To meet social and economic needs of the community for efficient and convenient transportation systems, many long-span bridges have been built throughout the world, and the super long suspension bridges with main span length beyond 3000 meters are also under consideration. They become more flexible and susceptible to strong winds as their span length increases. Long-span bridges in wind-prone regions suffer considerable buffeting-induced vibration, which appears within a wide range of wind speeds and lasts for almost the whole design life of the bridge. Frequent occurrence of the buffeting may cause fatigue damage of steel girders or other structural members of the long-span bridge.

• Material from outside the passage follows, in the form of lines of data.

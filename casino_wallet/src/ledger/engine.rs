//! Ledger engine implementation.
//!
//! Single authority for reading and mutating account balances. Every mutation
//! runs inside one storage transaction that holds a row-level lock on the
//! account for the whole read-modify-write, so concurrent operations on the
//! same account serialize and an external reader only ever observes the
//! pre-state or the fully committed post-state.

use std::str::FromStr;
use std::sync::Arc;

use log::debug;
use sqlx::{PgPool, Postgres, Row, Transaction};

use super::errors::{LedgerError, LedgerResult};
use super::models::{
    Account, BalanceView, DEFAULT_CURRENCY, LedgerEntry, TransactionKind, TransactionStatus,
    UserId,
};
use crate::cache::{BalanceCache, CachedBalance};

/// Ledger engine
#[derive(Clone)]
pub struct LedgerEngine {
    pool: Arc<PgPool>,
    cache: Arc<dyn BalanceCache>,
}

impl LedgerEngine {
    /// Create a new ledger engine
    ///
    /// # Arguments
    ///
    /// * `pool` - Database connection pool
    /// * `cache` - Balance cache, written through on every mutation
    pub fn new(pool: Arc<PgPool>, cache: Arc<dyn BalanceCache>) -> Self {
        Self { pool, cache }
    }

    /// Get the balance for the calling user.
    ///
    /// Checks the cache first; a hit is returned directly, which may be stale
    /// for up to the cache TTL. On a miss the account is read from the store
    /// (lazily created at balance 0) and the cache repopulated.
    ///
    /// # Errors
    ///
    /// * `LedgerError::NotAuthenticated` - No caller identity supplied
    pub async fn get_balance(&self, caller: Option<UserId>) -> LedgerResult<BalanceView> {
        let user_id = caller.ok_or(LedgerError::NotAuthenticated)?;

        if let Some(cached) = self.cache.get(user_id).await {
            debug!("balance cache hit for user {user_id}");
            return Ok(BalanceView {
                balance: cached.balance,
                currency: cached.currency,
            });
        }

        let account = self.get_or_create_account(user_id).await?;
        self.cache
            .put(
                user_id,
                CachedBalance {
                    balance: account.balance,
                    currency: account.currency.clone(),
                },
            )
            .await;

        Ok(BalanceView {
            balance: account.balance,
            currency: account.currency,
        })
    }

    /// Apply a single balance-affecting operation and record it.
    ///
    /// `kind` is parsed case-insensitively; `amount` is in minor units and
    /// must be positive. Deposits and wins always credit; withdrawals and
    /// bets debit only when the balance covers the amount. The balance update
    /// and the completed ledger entry commit in the same atomic unit, then
    /// the cache is overwritten with the new balance.
    ///
    /// # Errors
    ///
    /// * `LedgerError::NotAuthenticated` - No caller identity supplied
    /// * `LedgerError::InvalidAmount` - Non-positive amount
    /// * `LedgerError::InvalidKind` - Unrecognized operation kind
    /// * `LedgerError::InsufficientFunds` - Withdrawal exceeds balance
    /// * `LedgerError::InsufficientBetFunds` - Bet exceeds balance
    pub async fn create_transaction(
        &self,
        caller: Option<UserId>,
        kind: &str,
        amount: i64,
    ) -> LedgerResult<LedgerEntry> {
        let user_id = caller.ok_or(LedgerError::NotAuthenticated)?;
        if amount <= 0 {
            return Err(LedgerError::InvalidAmount(amount));
        }
        let kind = TransactionKind::from_str(kind)?;

        let mut tx = self.pool.begin().await?;

        let account = Self::lock_or_create_account(&mut tx, user_id).await?;
        let new_balance = Self::apply_delta(&account, kind, amount)?;

        Self::update_balance(&mut tx, user_id, new_balance).await?;
        let entry =
            Self::insert_entry(&mut tx, user_id, kind, amount, TransactionStatus::Completed)
                .await?;

        tx.commit().await?;

        debug!(
            "committed {kind} of {amount} for user {user_id}, balance {} -> {new_balance}",
            account.balance
        );
        self.cache
            .put(
                user_id,
                CachedBalance {
                    balance: new_balance,
                    currency: account.currency,
                },
            )
            .await;

        Ok(entry)
    }

    /// Atomically place a bet and, if `win_amount > 0`, credit the win.
    ///
    /// Composite operation for game services: the bet debit and the optional
    /// win credit commit in one atomic unit, each with its own completed
    /// ledger entry. The cache is written once with the final balance.
    /// Returns the win entry if a win occurred, otherwise the bet entry.
    ///
    /// The account is lazily created like every other operation, so a fresh
    /// account simply fails the bet for lack of funds.
    ///
    /// # Errors
    ///
    /// * `LedgerError::NotAuthenticated` - No caller identity supplied
    /// * `LedgerError::InvalidAmount` - Non-positive bet amount
    /// * `LedgerError::NegativeWinAmount` - Negative win amount
    /// * `LedgerError::InsufficientBetFunds` - Bet exceeds balance
    pub async fn process_bet_win(
        &self,
        caller: Option<UserId>,
        bet_amount: i64,
        win_amount: Option<i64>,
    ) -> LedgerResult<LedgerEntry> {
        let user_id = caller.ok_or(LedgerError::NotAuthenticated)?;
        if bet_amount <= 0 {
            return Err(LedgerError::InvalidAmount(bet_amount));
        }
        if let Some(win) = win_amount {
            if win < 0 {
                return Err(LedgerError::NegativeWinAmount(win));
            }
        }

        let mut tx = self.pool.begin().await?;

        let account = Self::lock_or_create_account(&mut tx, user_id).await?;
        let mut balance = Self::apply_delta(&account, TransactionKind::Bet, bet_amount)?;

        Self::update_balance(&mut tx, user_id, balance).await?;
        let bet_entry = Self::insert_entry(
            &mut tx,
            user_id,
            TransactionKind::Bet,
            bet_amount,
            TransactionStatus::Completed,
        )
        .await?;

        let mut win_entry = None;
        if let Some(win) = win_amount.filter(|&w| w > 0) {
            balance = balance
                .checked_add(win)
                .ok_or(LedgerError::BalanceOverflow)?;
            Self::update_balance(&mut tx, user_id, balance).await?;
            win_entry = Some(
                Self::insert_entry(
                    &mut tx,
                    user_id,
                    TransactionKind::Win,
                    win,
                    TransactionStatus::Completed,
                )
                .await?,
            );
        }

        tx.commit().await?;

        debug!(
            "committed bet {bet_amount} / win {:?} for user {user_id}, balance {} -> {balance}",
            win_amount, account.balance
        );
        self.cache
            .put(
                user_id,
                CachedBalance {
                    balance,
                    currency: account.currency,
                },
            )
            .await;

        Ok(win_entry.unwrap_or(bet_entry))
    }

    /// List ledger entries for the calling user in chronological order.
    ///
    /// Returns an empty list when no account exists. `limit` bounds the scan.
    ///
    /// # Errors
    ///
    /// * `LedgerError::NotAuthenticated` - No caller identity supplied
    pub async fn list_transactions(
        &self,
        caller: Option<UserId>,
        limit: i64,
    ) -> LedgerResult<Vec<LedgerEntry>> {
        let user_id = caller.ok_or(LedgerError::NotAuthenticated)?;

        let rows = sqlx::query(
            r#"
            SELECT id, user_id, kind, amount, status, created_at
            FROM ledger_entries
            WHERE user_id = $1
            ORDER BY id ASC
            LIMIT $2
            "#,
        )
        .bind(user_id)
        .bind(limit.max(0))
        .fetch_all(self.pool.as_ref())
        .await?;

        rows.into_iter()
            .map(|row| {
                Ok(LedgerEntry {
                    id: row.get("id"),
                    user_id: row.get("user_id"),
                    kind: row.get::<String, _>("kind").parse()?,
                    amount: row.get("amount"),
                    status: row.get::<String, _>("status").parse()?,
                    created_at: row.get::<chrono::NaiveDateTime, _>("created_at").and_utc(),
                })
            })
            .collect()
    }

    /// Compute the post-operation balance, enforcing the no-negative-balance
    /// invariant and the overflow guard. No state is touched on error.
    fn apply_delta(account: &Account, kind: TransactionKind, amount: i64) -> LedgerResult<i64> {
        if kind.is_credit() {
            return account
                .balance
                .checked_add(amount)
                .ok_or(LedgerError::BalanceOverflow);
        }

        if account.balance < amount {
            return Err(match kind {
                TransactionKind::Bet => LedgerError::InsufficientBetFunds {
                    available: account.balance,
                    required: amount,
                },
                _ => LedgerError::InsufficientFunds {
                    available: account.balance,
                    required: amount,
                },
            });
        }
        Ok(account.balance - amount)
    }

    /// Read the account outside any mutation, creating it lazily at 0.
    async fn get_or_create_account(&self, user_id: UserId) -> LedgerResult<Account> {
        let row = sqlx::query(
            r#"
            INSERT INTO accounts (user_id, balance, currency)
            VALUES ($1, 0, $2)
            ON CONFLICT (user_id) DO UPDATE SET user_id = EXCLUDED.user_id
            RETURNING user_id, balance, currency, created_at, updated_at
            "#,
        )
        .bind(user_id)
        .bind(DEFAULT_CURRENCY)
        .fetch_one(self.pool.as_ref())
        .await?;

        Ok(Self::account_from_row(&row))
    }

    /// Lazily create the account row if absent, then lock it for the
    /// remainder of the transaction.
    async fn lock_or_create_account(
        tx: &mut Transaction<'_, Postgres>,
        user_id: UserId,
    ) -> LedgerResult<Account> {
        sqlx::query(
            "INSERT INTO accounts (user_id, balance, currency)
             VALUES ($1, 0, $2)
             ON CONFLICT (user_id) DO NOTHING",
        )
        .bind(user_id)
        .bind(DEFAULT_CURRENCY)
        .execute(&mut **tx)
        .await?;

        let row = sqlx::query(
            "SELECT user_id, balance, currency, created_at, updated_at
             FROM accounts
             WHERE user_id = $1
             FOR UPDATE",
        )
        .bind(user_id)
        .fetch_one(&mut **tx)
        .await?;

        Ok(Self::account_from_row(&row))
    }

    async fn update_balance(
        tx: &mut Transaction<'_, Postgres>,
        user_id: UserId,
        new_balance: i64,
    ) -> LedgerResult<()> {
        sqlx::query("UPDATE accounts SET balance = $1, updated_at = NOW() WHERE user_id = $2")
            .bind(new_balance)
            .bind(user_id)
            .execute(&mut **tx)
            .await?;
        Ok(())
    }

    /// Append one finalized ledger entry inside the operation's transaction.
    async fn insert_entry(
        tx: &mut Transaction<'_, Postgres>,
        user_id: UserId,
        kind: TransactionKind,
        amount: i64,
        status: TransactionStatus,
    ) -> LedgerResult<LedgerEntry> {
        let row = sqlx::query(
            r#"
            INSERT INTO ledger_entries (user_id, kind, amount, status)
            VALUES ($1, $2, $3, $4)
            RETURNING id, created_at
            "#,
        )
        .bind(user_id)
        .bind(kind.to_string())
        .bind(amount)
        .bind(status.to_string())
        .fetch_one(&mut **tx)
        .await?;

        Ok(LedgerEntry {
            id: row.get("id"),
            user_id,
            kind,
            amount,
            status,
            created_at: row.get::<chrono::NaiveDateTime, _>("created_at").and_utc(),
        })
    }

    fn account_from_row(row: &sqlx::postgres::PgRow) -> Account {
        Account {
            user_id: row.get("user_id"),
            balance: row.get("balance"),
            currency: row.get("currency"),
            created_at: row.get::<chrono::NaiveDateTime, _>("created_at").and_utc(),
            updated_at: row.get::<chrono::NaiveDateTime, _>("updated_at").and_utc(),
        }
    }
}

#[cfg(test)]
mod tests {
    use super::*;
    use chrono::Utc;

    fn account(balance: i64) -> Account {
        Account {
            user_id: 1,
            balance,
            currency: DEFAULT_CURRENCY.to_string(),
            created_at: Utc::now(),
            updated_at: Utc::now(),
        }
    }

    #[test]
    fn test_apply_delta_credits() {
        let acct = account(5_000);
        assert_eq!(
            LedgerEngine::apply_delta(&acct, TransactionKind::Deposit, 10_000).unwrap(),
            15_000
        );
        assert_eq!(
            LedgerEngine::apply_delta(&acct, TransactionKind::Win, 2_500).unwrap(),
            7_500
        );
    }

    #[test]
    fn test_apply_delta_debit_guard() {
        let acct = account(5_000);
        assert_eq!(
            LedgerEngine::apply_delta(&acct, TransactionKind::Withdraw, 5_000).unwrap(),
            0
        );

        let err = LedgerEngine::apply_delta(&acct, TransactionKind::Withdraw, 10_000).unwrap_err();
        assert!(matches!(
            err,
            LedgerError::InsufficientFunds {
                available: 5_000,
                required: 10_000
            }
        ));

        let err = LedgerEngine::apply_delta(&acct, TransactionKind::Bet, 10_000).unwrap_err();
        assert!(matches!(err, LedgerError::InsufficientBetFunds { .. }));
    }

    #[test]
    fn test_apply_delta_overflow() {
        let acct = account(i64::MAX - 10);
        let err = LedgerEngine::apply_delta(&acct, TransactionKind::Win, 100).unwrap_err();
        assert!(matches!(err, LedgerError::BalanceOverflow));
    }
}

To protect such immense capital investments and ensure user comfort and bridge safety during the serviceability stage, structural health monitoring systems (SHMSs) have been installed on bridges to monitor their integrity, durability, and reliability. According to Ko and Ni [1], the main objectives of long-term SHMSs are (i) the validation of design assumptions and parameters and the potential improvement of design specifications and guidelines for future similar structures; (ii) the detection of anomalies in loading and responses and possible damage or deterioration at an early stage to ensure structural and operational safety; (iii) the provision of real-time information for safety assessments immediately after disasters and extreme events; (iv) the provision of evidence and instructions for planning and prioritizing bridge inspection, rehabilitation, maintenance, and repair; (v) the monitoring of repairs and reconstruction with the view of evaluating the effectiveness of maintenance, retrofit, and repair works; and (vi) the generation of large amounts of in situ data for cutting-edge bridge engineering research, such as wind- and earthquake-resistant designs, new types of structures, and smart material applications.

Nowadays, many countries around the world have recognized the significance of implementing long-term SHMSs for long-span bridges. Many long-span bridges with spans of 100 m or longer in Europe [2, 3], the United States [4, 5], Canada [6, 7], Japan [8], South Korea [9, 10], China [11–15], and other countries have been instrumented with long-term monitoring systems. In the past decade, significant progress has been made in sensing technology, and kinds of innovative sensing systems such as fiber optic sensors, wireless sensors, and global positioning system (GPS) are now becoming commercially available [16–20]. A sensing system is essential for realizing structural health monitoring of bridges. Given that there are tens of thousands of components in a large-scale civil structure, determination of critical locations to damage [21, 22] and optimal sensor placement [23–25] are vital for an effective structural health monitoring system.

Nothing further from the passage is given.